| BRIEF |
For each line in the material below that holds "else", copy that line.

| EXERCISE MATERIAL |
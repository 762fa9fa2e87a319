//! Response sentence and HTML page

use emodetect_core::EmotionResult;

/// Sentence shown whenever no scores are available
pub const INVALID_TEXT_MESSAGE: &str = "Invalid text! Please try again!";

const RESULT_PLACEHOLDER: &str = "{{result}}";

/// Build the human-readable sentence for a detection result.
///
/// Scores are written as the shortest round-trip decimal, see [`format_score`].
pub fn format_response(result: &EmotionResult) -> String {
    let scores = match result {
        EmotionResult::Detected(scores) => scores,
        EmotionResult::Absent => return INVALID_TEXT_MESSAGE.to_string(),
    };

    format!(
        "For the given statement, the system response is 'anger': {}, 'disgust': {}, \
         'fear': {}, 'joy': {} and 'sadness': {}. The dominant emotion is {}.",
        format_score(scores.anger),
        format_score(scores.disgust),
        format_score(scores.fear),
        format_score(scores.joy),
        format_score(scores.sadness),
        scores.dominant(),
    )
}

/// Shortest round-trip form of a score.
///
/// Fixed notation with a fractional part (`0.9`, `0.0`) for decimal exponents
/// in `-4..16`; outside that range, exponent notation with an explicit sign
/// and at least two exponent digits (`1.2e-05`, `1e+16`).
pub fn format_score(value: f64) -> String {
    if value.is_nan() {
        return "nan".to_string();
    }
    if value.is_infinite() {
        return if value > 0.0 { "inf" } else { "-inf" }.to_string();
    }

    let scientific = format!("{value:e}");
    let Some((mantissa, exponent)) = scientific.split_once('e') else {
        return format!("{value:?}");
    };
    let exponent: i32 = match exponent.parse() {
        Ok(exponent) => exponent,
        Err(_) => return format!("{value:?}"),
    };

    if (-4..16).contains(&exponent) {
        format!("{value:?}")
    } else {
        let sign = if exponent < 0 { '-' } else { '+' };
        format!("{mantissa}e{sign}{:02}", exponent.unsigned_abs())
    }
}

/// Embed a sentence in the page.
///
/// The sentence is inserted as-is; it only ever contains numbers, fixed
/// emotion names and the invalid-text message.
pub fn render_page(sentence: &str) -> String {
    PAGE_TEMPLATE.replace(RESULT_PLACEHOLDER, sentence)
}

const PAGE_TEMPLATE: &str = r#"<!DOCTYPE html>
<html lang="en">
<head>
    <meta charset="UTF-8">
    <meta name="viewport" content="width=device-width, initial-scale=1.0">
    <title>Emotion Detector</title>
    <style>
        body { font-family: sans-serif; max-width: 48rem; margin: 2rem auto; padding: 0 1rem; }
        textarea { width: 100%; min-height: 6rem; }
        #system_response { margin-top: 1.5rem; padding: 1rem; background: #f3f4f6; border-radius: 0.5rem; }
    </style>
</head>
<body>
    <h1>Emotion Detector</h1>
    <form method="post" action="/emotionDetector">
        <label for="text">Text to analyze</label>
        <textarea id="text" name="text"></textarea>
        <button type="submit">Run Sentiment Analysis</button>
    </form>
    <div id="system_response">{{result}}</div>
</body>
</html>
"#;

--

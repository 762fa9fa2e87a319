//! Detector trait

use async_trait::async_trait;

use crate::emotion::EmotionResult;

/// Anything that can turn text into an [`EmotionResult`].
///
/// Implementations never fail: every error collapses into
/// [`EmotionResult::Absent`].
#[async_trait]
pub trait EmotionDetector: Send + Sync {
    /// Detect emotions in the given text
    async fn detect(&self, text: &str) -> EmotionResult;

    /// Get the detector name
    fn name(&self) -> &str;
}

| ANSWER SECTION |
        return if value > 0.0 { "inf" } else { "-inf" }.to_string();
    let Some((mantissa, exponent)) = scientific.split_once('e') else {
    } else {
        let sign = if exponent < 0 { '-' } else { '+' };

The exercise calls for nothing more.